_YOUR INSTRUCTIONS_: From the entries that follow, work out how many lines contain "used". Write the number only.

....

//! A capacitive touch button with LED feedback for Pico 1 and 2.
//!
//! The [`touch_button`] module holds the whole device: hysteresis on the raw touch
//! intensity, toggle and long-press tracking, four LED behaviors, and a periodic
//! sampling loop that can be started and stopped.
//!
//! # Glossary
//!
//! - **Intensity:** the raw touch reading. Lower means stronger touch.
//! - **Dead band:** readings between the press and release thresholds. They never
//!   change the button's state, which keeps it from chattering near one threshold.
//! - **Press episode:** the time from one press to the following release.
//! - **Wiring mode:** whether the touch pin is shared with the LED (two-wire) or not
//!   (three-wire).
#![cfg_attr(not(feature = "host"), no_std)]

// Compile-time checks: exactly one board must be selected (unless testing with host feature)
#[cfg(all(not(any(feature = "pico1", feature = "pico2")), not(feature = "host")))]
compile_error!("Must enable exactly one board feature: 'pico1' or 'pico2'");

#[cfg(all(feature = "pico1", feature = "pico2"))]
compile_error!("Cannot enable both 'pico1' and 'pico2' features simultaneously");

#[cfg(all(not(feature = "arm"), not(feature = "host")))]
compile_error!("Must enable the 'arm' architecture feature");

// Must come first so the logging macros are visible to the modules below.
#[macro_use]
mod fmt;

mod error;
pub mod touch_button;

// Re-export error types and result (used throughout)
pub use crate::error::{Error, Result};
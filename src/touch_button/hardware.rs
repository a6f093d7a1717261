//! The narrow hardware interface a [`TouchButton`](super::TouchButton) samples and drives through.

use embassy_time::Instant;

/// Which of the button's two pins an operation addresses.
///
/// Adapters own the physical pins; the state machine only ever names them by role.
#[derive(Clone, Copy, Debug, Eq, Hash, Ord, PartialEq, PartialOrd, defmt::Format)]
pub enum PinRole {
    /// The pin wired to the touch pad. In [`WiringMode::TwoWire`](super::WiringMode::TwoWire)
    /// it also drives the LED between samples.
    Touch,
    /// The LED's second pin. A ground reference in two-wire mode, the LED drive in
    /// three-wire mode.
    Sink,
}

/// Direction a pin is configured for.
#[derive(Clone, Copy, Debug, Eq, Hash, Ord, PartialEq, PartialOrd, defmt::Format)]
pub enum PinDirection {
    /// High impedance input.
    Input,
    /// Push-pull output.
    Output,
}

/// Pin and clock access used by [`TouchButton::sample`](super::TouchButton::sample).
///
/// Every method must return promptly; `sample` is called from a periodic task and
/// never expects to block.
pub trait TouchHardware {
    /// Reads the raw touch intensity of `pin`. Lower values mean stronger touch.
    fn read_touch_intensity(&mut self, pin: PinRole) -> u16;

    /// Configures `pin` as an input or an output.
    fn set_pin_direction(&mut self, pin: PinRole, direction: PinDirection);

    /// Drives `pin` high (`true`) or low (`false`). Only meaningful for outputs.
    fn set_pin_level(&mut self, pin: PinRole, high: bool);

    /// Monotonic time used for long-press timing.
    fn now(&self) -> Instant;
}

impl<H: TouchHardware + ?Sized> TouchHardware for &mut H {
    fn read_touch_intensity(&mut self, pin: PinRole) -> u16 {
        (**self).read_touch_intensity(pin)
    }

    fn set_pin_direction(&mut self, pin: PinRole, direction: PinDirection) {
        (**self).set_pin_direction(pin, direction);
    }

    fn set_pin_level(&mut self, pin: PinRole, high: bool) {
        (**self).set_pin_level(pin, high);
    }

    fn now(&self) -> Instant {
        (**self).now()
    }
}
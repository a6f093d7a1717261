#![allow(missing_docs)]
//! LED re-drive on behavior and manual-state changes, with and without
//! `immediate_led_update`.

use core::cell::Cell;

use embassy_futures::block_on;
use embassy_futures::select::{Either, select};
use embassy_futures::yield_now;
use embassy_time::{Instant, MockDriver};
use touch_led::touch_button::{
    LedBehavior, PinDirection, PinRole, TouchButton, TouchButtonConfig, TouchHardware,
    WiringMode, run_touch_button,
};

static TOUCH_BUTTON: TouchButton = TouchButton::new(TouchButtonConfig {
    wiring_mode: WiringMode::ThreeWire,
    led_behavior: LedBehavior::Manual,
    immediate_led_update: true,
    ..TouchButtonConfig::new()
});
static DEFERRED_BUTTON: TouchButton = TouchButton::new(TouchButtonConfig {
    wiring_mode: WiringMode::ThreeWire,
    led_behavior: LedBehavior::Manual,
    immediate_led_update: false,
    ..TouchButtonConfig::new()
});

/// Untouched pad; remembers the sink level and counts reads.
struct LedHardware<'a> {
    reads: &'a Cell<usize>,
    sink_level: &'a Cell<Option<bool>>,
}

impl TouchHardware for LedHardware<'_> {
    fn read_touch_intensity(&mut self, _pin: PinRole) -> u16 {
        self.reads.set(self.reads.get() + 1);
        100
    }

    fn set_pin_direction(&mut self, _pin: PinRole, _direction: PinDirection) {}

    fn set_pin_level(&mut self, pin: PinRole, high: bool) {
        if pin == PinRole::Sink {
            self.sink_level.set(Some(high));
        }
    }

    fn now(&self) -> Instant {
        Instant::now()
    }
}

async fn settle() {
    for _ in 0..4 {
        yield_now().await;
    }
}

#[test]
fn led_changes_wait_for_a_sample_unless_immediate() {
    let reads = Cell::new(0);
    let sink_level = Cell::new(None);
    let hardware = LedHardware {
        reads: &reads,
        sink_level: &sink_level,
    };

    let script = async {
        TOUCH_BUTTON.start();
        settle().await;
        assert_eq!(sink_level.get(), None);

        TOUCH_BUTTON.set_manual_led_state(true);
        settle().await;
        assert_eq!(sink_level.get(), Some(true));

        TOUCH_BUTTON.set_led_behavior(LedBehavior::Push);
        settle().await;
        assert_eq!(sink_level.get(), Some(false));

        // No time has passed, so none of that came from a sample.
        assert_eq!(reads.get(), 0);

        MockDriver::get().advance(TOUCH_BUTTON.config().sample_period);
        settle().await;
        assert_eq!(reads.get(), 1);

        TOUCH_BUTTON.stop().await;
    };

    match block_on(select(run_touch_button(&TOUCH_BUTTON, hardware, ()), script)) {
        Either::First(never) => never,
        Either::Second(()) => {}
    }

    // Without the flag, setters leave the pins alone until the next sample.
    reads.set(0);
    sink_level.set(None);
    let hardware = LedHardware {
        reads: &reads,
        sink_level: &sink_level,
    };

    let script = async {
        DEFERRED_BUTTON.start();
        settle().await;

        DEFERRED_BUTTON.set_manual_led_state(true);
        settle().await;
        assert_eq!(sink_level.get(), None);

        DEFERRED_BUTTON.set_led_behavior(LedBehavior::PushInverted);
        settle().await;
        assert_eq!(sink_level.get(), None);
        assert_eq!(reads.get(), 0);

        MockDriver::get().advance(DEFERRED_BUTTON.config().sample_period);
        settle().await;
        assert_eq!(reads.get(), 1);
        assert_eq!(sink_level.get(), Some(true));

        DEFERRED_BUTTON.set_led_behavior(LedBehavior::Push);
        settle().await;
        assert_eq!(sink_level.get(), Some(true));

        DEFERRED_BUTTON.stop().await;
    };

    match block_on(select(run_touch_button(&DEFERRED_BUTTON, hardware, ()), script)) {
        Either::First(never) => never,
        Either::Second(()) => {}
    }
}
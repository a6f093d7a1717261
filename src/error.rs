//! Error and result types shared by the crate.

use derive_more::{Display, Error};

/// Result alias used throughout the crate.
pub type Result<T, E = Error> = core::result::Result<T, E>;

/// Errors reported by touch button construction and task spawning.
#[derive(Debug, Display, Error)]
pub enum Error {
    /// The press threshold must be strictly below the release threshold so the
    /// hysteresis dead band is non-empty.
    #[display("threshold_on ({threshold_on}) must be below threshold_off ({threshold_off})")]
    ThresholdsNotOrdered {
        /// Configured press threshold.
        threshold_on: u16,
        /// Configured release threshold.
        threshold_off: u16,
    },

    /// The sample period must be longer than zero.
    #[display("sample_period must be greater than zero")]
    ZeroSamplePeriod,

    /// The background sampling task could not be spawned.
    #[cfg(not(feature = "host"))]
    #[display("failed to spawn task: {_0:?}")]
    TaskSpawn(#[error(not(source))] embassy_executor::SpawnError),
}
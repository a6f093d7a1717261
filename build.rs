//! Build script for touch-led.

use std::{env, fs, path::PathBuf};

fn main() {
    println!("cargo:rustc-check-cfg=cfg(rust_analyzer)");

    let out_dir = PathBuf::from(env::var("OUT_DIR").expect("OUT_DIR is set by cargo"));
    let target = env::var("TARGET").expect("TARGET is set by cargo");

    // Host builds (tests) link normally; only the Pico targets need a memory layout.
    let memory_file = if target.starts_with("thumbv8m") {
        "memory-pico2.x"
    } else if target.starts_with("thumbv6m") {
        "memory-pico1.x"
    } else {
        return;
    };

    let memory_x = fs::read_to_string(memory_file)
        .unwrap_or_else(|err| panic!("Failed to read {memory_file}: {err}"));
    fs::write(out_dir.join("memory.x"), memory_x).expect("Failed to write memory.x");
    println!("cargo:rustc-link-search={}", out_dir.display());
    println!("cargo:rerun-if-changed={memory_file}");
    println!("cargo:rerun-if-changed=build.rs");
}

....

_EXERCISE OUTPUT_: 4